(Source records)
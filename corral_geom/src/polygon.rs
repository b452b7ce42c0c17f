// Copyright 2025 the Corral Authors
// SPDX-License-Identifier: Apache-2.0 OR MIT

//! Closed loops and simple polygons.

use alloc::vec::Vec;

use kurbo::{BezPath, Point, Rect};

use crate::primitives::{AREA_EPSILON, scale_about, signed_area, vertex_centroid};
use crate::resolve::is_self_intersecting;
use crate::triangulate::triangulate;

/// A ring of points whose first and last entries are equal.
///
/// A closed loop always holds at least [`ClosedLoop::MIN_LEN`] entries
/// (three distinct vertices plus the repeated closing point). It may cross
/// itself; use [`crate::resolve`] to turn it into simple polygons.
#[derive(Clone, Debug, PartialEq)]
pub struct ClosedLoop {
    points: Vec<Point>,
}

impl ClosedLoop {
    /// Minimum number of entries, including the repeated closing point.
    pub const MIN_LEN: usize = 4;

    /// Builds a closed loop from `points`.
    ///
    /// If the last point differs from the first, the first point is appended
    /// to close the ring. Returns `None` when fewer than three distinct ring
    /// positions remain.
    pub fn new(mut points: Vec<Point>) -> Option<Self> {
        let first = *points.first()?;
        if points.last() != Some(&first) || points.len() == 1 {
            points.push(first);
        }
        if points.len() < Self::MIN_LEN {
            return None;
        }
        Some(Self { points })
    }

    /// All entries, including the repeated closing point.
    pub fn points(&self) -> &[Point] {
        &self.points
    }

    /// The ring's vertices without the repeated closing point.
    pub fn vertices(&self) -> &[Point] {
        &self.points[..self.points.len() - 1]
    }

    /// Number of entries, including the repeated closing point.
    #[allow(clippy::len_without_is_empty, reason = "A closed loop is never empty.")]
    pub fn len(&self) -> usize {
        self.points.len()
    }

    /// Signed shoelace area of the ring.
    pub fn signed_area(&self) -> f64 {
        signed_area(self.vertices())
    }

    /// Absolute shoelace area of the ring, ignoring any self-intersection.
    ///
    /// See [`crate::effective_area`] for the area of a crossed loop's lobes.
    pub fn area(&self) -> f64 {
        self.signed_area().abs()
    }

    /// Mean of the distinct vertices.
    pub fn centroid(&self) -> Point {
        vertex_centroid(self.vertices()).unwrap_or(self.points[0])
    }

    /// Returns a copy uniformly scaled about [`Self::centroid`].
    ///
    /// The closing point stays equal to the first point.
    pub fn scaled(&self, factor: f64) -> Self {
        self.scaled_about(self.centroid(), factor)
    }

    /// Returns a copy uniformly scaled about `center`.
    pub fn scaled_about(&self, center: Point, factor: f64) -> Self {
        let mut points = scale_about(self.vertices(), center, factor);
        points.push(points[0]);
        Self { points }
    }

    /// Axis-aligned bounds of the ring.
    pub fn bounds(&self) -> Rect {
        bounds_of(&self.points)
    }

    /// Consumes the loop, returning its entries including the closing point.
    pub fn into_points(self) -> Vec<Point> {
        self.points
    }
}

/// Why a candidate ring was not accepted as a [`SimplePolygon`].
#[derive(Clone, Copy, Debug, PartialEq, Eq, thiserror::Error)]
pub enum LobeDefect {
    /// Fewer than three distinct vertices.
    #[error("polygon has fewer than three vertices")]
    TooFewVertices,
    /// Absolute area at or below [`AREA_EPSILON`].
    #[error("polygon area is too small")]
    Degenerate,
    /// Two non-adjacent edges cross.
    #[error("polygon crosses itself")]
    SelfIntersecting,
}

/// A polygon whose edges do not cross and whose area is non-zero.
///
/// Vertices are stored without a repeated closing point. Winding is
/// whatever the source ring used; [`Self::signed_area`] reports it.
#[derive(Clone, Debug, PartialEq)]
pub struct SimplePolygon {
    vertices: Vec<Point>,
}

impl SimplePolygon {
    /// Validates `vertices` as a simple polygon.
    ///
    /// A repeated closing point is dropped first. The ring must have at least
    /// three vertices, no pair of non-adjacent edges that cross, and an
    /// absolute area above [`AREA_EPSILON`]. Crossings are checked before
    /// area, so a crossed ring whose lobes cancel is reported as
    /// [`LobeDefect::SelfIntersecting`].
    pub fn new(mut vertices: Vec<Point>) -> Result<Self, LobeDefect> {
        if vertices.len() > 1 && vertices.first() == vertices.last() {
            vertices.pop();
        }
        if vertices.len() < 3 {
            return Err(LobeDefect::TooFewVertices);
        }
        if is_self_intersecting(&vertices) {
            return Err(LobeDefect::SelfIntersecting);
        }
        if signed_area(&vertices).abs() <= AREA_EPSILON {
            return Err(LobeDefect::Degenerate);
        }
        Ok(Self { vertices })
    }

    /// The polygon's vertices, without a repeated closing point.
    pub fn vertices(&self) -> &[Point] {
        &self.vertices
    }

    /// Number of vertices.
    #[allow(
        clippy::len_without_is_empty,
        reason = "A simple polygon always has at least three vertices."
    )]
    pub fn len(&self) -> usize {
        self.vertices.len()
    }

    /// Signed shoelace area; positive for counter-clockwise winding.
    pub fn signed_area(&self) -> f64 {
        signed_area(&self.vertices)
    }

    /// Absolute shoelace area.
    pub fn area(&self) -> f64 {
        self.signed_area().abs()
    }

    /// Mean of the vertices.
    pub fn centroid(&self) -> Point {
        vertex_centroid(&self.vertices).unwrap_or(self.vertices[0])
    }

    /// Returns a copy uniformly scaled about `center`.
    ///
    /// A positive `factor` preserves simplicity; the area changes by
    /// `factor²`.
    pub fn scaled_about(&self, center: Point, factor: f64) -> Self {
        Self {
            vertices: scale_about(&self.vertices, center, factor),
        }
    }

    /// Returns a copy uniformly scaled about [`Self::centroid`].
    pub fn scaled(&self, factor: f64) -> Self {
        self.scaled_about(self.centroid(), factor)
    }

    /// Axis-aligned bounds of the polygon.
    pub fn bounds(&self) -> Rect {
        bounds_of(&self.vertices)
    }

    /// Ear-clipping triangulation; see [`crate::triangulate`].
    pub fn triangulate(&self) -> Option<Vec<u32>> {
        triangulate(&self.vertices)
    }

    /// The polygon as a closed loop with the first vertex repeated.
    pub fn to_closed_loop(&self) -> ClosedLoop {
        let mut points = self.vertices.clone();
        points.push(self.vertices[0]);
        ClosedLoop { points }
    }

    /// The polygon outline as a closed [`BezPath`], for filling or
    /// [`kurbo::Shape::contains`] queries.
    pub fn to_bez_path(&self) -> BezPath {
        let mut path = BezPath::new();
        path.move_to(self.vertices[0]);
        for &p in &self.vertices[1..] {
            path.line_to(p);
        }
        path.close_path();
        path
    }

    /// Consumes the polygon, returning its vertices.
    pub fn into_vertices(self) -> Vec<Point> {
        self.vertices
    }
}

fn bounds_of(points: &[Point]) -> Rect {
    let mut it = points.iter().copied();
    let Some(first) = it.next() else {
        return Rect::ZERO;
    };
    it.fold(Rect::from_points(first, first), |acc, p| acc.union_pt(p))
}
---
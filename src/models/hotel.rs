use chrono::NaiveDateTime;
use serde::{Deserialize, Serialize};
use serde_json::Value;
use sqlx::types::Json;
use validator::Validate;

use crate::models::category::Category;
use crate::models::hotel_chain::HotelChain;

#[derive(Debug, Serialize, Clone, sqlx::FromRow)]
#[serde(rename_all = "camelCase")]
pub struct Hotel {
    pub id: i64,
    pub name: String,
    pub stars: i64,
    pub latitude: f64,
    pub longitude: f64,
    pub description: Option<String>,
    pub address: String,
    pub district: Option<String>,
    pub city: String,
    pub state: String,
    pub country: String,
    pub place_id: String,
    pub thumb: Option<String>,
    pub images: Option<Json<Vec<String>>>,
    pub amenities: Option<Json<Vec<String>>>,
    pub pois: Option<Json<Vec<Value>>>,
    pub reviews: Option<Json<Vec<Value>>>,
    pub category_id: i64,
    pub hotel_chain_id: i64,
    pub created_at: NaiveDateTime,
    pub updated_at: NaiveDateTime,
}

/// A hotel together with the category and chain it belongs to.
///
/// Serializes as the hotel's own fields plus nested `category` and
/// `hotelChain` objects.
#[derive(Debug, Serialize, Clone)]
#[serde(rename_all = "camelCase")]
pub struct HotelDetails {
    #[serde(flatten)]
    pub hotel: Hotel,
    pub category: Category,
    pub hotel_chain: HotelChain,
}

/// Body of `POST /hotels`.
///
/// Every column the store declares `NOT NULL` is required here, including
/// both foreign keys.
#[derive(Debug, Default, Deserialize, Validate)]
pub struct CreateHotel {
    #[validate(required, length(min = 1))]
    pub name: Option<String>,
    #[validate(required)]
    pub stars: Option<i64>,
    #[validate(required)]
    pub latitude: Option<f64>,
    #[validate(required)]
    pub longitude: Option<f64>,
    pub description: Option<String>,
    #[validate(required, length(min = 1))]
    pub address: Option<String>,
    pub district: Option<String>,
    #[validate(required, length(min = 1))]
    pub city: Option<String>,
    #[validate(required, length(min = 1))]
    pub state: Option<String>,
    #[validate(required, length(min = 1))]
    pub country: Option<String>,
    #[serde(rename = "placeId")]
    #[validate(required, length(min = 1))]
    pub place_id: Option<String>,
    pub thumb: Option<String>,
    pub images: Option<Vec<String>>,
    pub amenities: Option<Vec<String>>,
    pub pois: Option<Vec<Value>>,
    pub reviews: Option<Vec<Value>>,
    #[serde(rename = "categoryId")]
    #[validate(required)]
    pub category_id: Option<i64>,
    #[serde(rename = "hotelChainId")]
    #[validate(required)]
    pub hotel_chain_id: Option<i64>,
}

# How to complete this task
All lines carrying the word "least" must be copied from the data above.

# Task answer
/// A closed loop always holds at least [`ClosedLoop::MIN_LEN`] entries
    /// A repeated closing point is dropped first. The ring must have at least
        reason = "A simple polygon always has at least three vertices."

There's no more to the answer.